The Real Problem in Crimea

Why is the independence plebiscite in Crimea followed fast by union with Russia bad?  We have to be careful in answering that question.

“Balkanization,” or the division of states into different smaller nations, more often than not is good.  Indeed, the independence of Ukraine itself was the result of the “Balkanization” of the Russian Marxist Empire, when a dozen new nations emerged out of the colonial possessions of the Russian Marxist Empire. 

Recent history in Eastern Europe has shown that this is sometimes indispensable to peace and liberty.  The Slovakian people had been joined to the Bohemian and Moravian people after the First World War, forming a new nation, Czechoslovakia.  Nobody ever asked the Slovaks if they desired to be joined as the junior partner of a hybrid nation, and the tension let Hitler further his ambitions.  Only after the end of the Cold War, when the Czechs allowed the Slovaks to execute the “Velvet Divorce,” did the problem of two peoples in one nation end.

Yugoslavia did not have a “Velvet Divorce.”  The five peoples trapped in the hobbled “nation” of Yugoslavia, dominated by Serbs, won independence only after angry demonstrations and in some instances violence.  The blood of Bosnia ought to remind us that an unthinking demand for the status quo among nations has no special virtue.
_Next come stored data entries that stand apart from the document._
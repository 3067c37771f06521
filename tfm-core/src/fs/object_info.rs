//! `src/fs/object_info.rs`
//! ============================================================
//! Immutable metadata for one child of a directory listing.
//!
//! Entries are built once per reload and never patched; a listing that
//! changes is rebuilt from scratch. Metadata failures do not fail the
//! listing, they produce an entry with `readable == false`.

use std::ffi::OsStr;
use std::fs::{self, Metadata};
use std::path::{Path, PathBuf};

use chrono::{DateTime, Local};
use compact_str::CompactString;

/// Name given to the synthetic parent entry.
pub const PARENT_NAME: &str = "..";

// ------------------------------------------------------------
// DirectoryEntry
// ------------------------------------------------------------

#[derive(Debug, Clone, PartialEq, Eq)]
pub struct DirectoryEntry {
    pub path: PathBuf,
    pub name: CompactString,
    pub size: u64,
    pub modified: DateTime<Local>,
    pub created: DateTime<Local>,
    pub is_dir: bool,
    pub is_hidden: bool,
    pub is_executable: bool,
    pub readable: bool,
}

impl DirectoryEntry {
    /// Entry with no metadata beyond the directory flag.
    #[must_use]
    pub fn new(path: PathBuf, is_dir: bool) -> Self {
        let name = display_name(&path);
        let now = Local::now();
        Self {
            is_hidden: name.starts_with('.'),
            name,
            path,
            size: 0,
            modified: now,
            created: now,
            is_dir,
            is_executable: false,
            readable: true,
        }
    }

    /// Stat `path` (following symlinks). Never fails; an entry whose
    /// metadata cannot be read is marked unreadable.
    #[must_use]
    pub fn from_path(path: &Path) -> Self {
        match fs::metadata(path) {
            Ok(meta) => Self::from_metadata(path, &meta),
            Err(e) => {
                tracing::debug!("metadata unavailable for {}: {e}", path.display());
                let mut entry = Self::new(path.to_path_buf(), path.is_dir());
                entry.readable = false;
                entry
            }
        }
    }

    fn from_metadata(path: &Path, meta: &Metadata) -> Self {
        let modified: DateTime<Local> = meta
            .modified()
            .map_or_else(|_| Local::now(), DateTime::from);
        let created: DateTime<Local> = meta.created().map_or(modified, DateTime::from);

        let mut entry = Self::new(path.to_path_buf(), meta.is_dir());
        entry.size = meta.len();
        entry.modified = modified;
        entry.created = created;
        entry.is_executable = !meta.is_dir() && is_executable(meta);
        entry
    }

    /// Rename into the synthetic `..` entry.
    #[must_use]
    pub fn into_parent(mut self) -> Self {
        self.name = CompactString::const_new(PARENT_NAME);
        self.is_hidden = false;
        self
    }

    #[inline]
    #[must_use]
    pub fn is_parent(&self) -> bool {
        self.name == PARENT_NAME
    }

    /// Lower-case extension, if any.
    #[must_use]
    pub fn extension(&self) -> Option<String> {
        self.path
            .extension()
            .and_then(OsStr::to_str)
            .map(str::to_lowercase)
    }
}

fn display_name(path: &Path) -> CompactString {
    match path.file_name().and_then(OsStr::to_str) {
        Some(name) => CompactString::new(name),
        None => match path.file_name() {
            Some(raw) => CompactString::new(raw.to_string_lossy()),
            // "/" and friends
            None => CompactString::new(path.to_string_lossy()),
        },
    }
}

#[cfg(unix)]
fn is_executable(meta: &Metadata) -> bool {
    use std::os::unix::fs::PermissionsExt;
    meta.permissions().mode() & 0o111 != 0
}

#[cfg(not(unix))]
fn is_executable(_meta: &Metadata) -> bool {
    false
}

#[cfg(test)]
mod tests {
    use super::*;

    #[test]
    fn stat_fills_size_and_flags() {
        let dir = tempfile::tempdir().expect("tempdir");
        let file = dir.path().join(".hidden.txt");
        fs::write(&file, b"hello").expect("write");

        let entry = DirectoryEntry::from_path(&file);
        assert_eq!(entry.name, ".hidden.txt");
        assert_eq!(entry.size, 5);
        assert!(entry.is_hidden);
        assert!(!entry.is_dir);
        assert!(entry.readable);
        assert_eq!(entry.extension().as_deref(), Some("txt"));
    }

    #[test]
    fn missing_path_is_unreadable_not_an_error() {
        let entry = DirectoryEntry::from_path(Path::new("/definitely/not/here"));
        assert!(!entry.readable);
        assert_eq!(entry.size, 0);
        assert_eq!(entry.name, "here");
    }

    #[test]
    fn parent_entry_is_renamed_and_visible() {
        let entry = DirectoryEntry::new(PathBuf::from("/home/.config"), true).into_parent();
        assert!(entry.is_parent());
        assert!(!entry.is_hidden);
        assert_eq!(entry.path, PathBuf::from("/home/.config"));
    }
}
Belgium is composed of Flemings and Walloons, two peoples forced into a single nation by the great powers in order to provide a human buffer to the ambitions of other great powers.  As a result of this unhappy union, the Belgians went over one year between general elections and the formation of a new government.  Other free democracies also face possible fragmentation.  Scotland next year may vote to become formally independent, and Quebec, again, is indicating that it may form a separate land. 

Whatever we may think about the prudence of a Scottish or Quebecois or Walloon nation, no one can imagine that using military force to compel unhappy peoples to remain in a nation against their will is a good idea.  Moreover, no one ought to feel threatened if in the next few years the world welcomes Scotland or Quebec or Wallonia into the company of nations. 

Even comparisons of Russian aggression today with the Nazi use of German people compelled to live as minorities among other nations can lead to incorrect conclusions about what is happening today.  Sudeten, Pomeranian, Alsatian,  Danzig, and Tyrolean Germans did have legitimate complaints, and the problem was that a monster like Hitler was able to add to Nazi power and to raise his popularity at home by championing these Germans.

Austria was forbidden to join Germany – even a moderate Weimar Germany.  Plebiscites in Silesia for remaining with Germany in 1919 were ignored.  Forcing regions to remain under unpopular governments in order to shift the power of nations eventually backfires.  No one today would suggest that Catholic Ireland be compelled to join the United Kingdom again in order to make that friendly power stronger, but this was the type of thinking that permeated Versailles and the reordering of Europe after the Great War.

The real problem in Ukraine today is not that Crimea had to always stay part of Ukraine, whatever the people of Crimea might have wanted.  The problem was how Putin forced this possible change in sovereignty at gunpoint.  Crimea, as a largely Great Russian outpost along the Black Sea coast of Ukraine, required a general consensus among those affected.  This was particularly true because of the unspeakable crimes committed by Great Russian Marxist overlords against the Ukrainian people.

"Holodomor" is the term used to  describe the sadistic extermination of millions of Ukrainians by Stalin in a crime against humanity in many ways as bad as Hitler’s Holocaust against the Jewish people.  It is only a modest exaggeration to say that Ukrainians have the same fear of Great Russian overlordship that Jews would have today of a Greater Germany.  That grim historical fact ought to mean that Russian leaders tread lightly when dealing with issues relating to what lands are Russian and what lands are Ukrainian.

What Putin has done instead is to turn a legitimate issue, the need to adjust and moderate sovereignty issues of nations in light of popular sentiment, into a bludgeon against Ukraine and a sly, sinister warning against the Baltic States, the Caucasian nations of the Russian Marxist Empire, including those nations of the old Warsaw Pact that today are free of Russian domination.

What ultimately happened to Crimea is much less significant than how the changes took place.  Putin has chosen the most dangerous and provocative path, and his animus and ambition are the real problem now.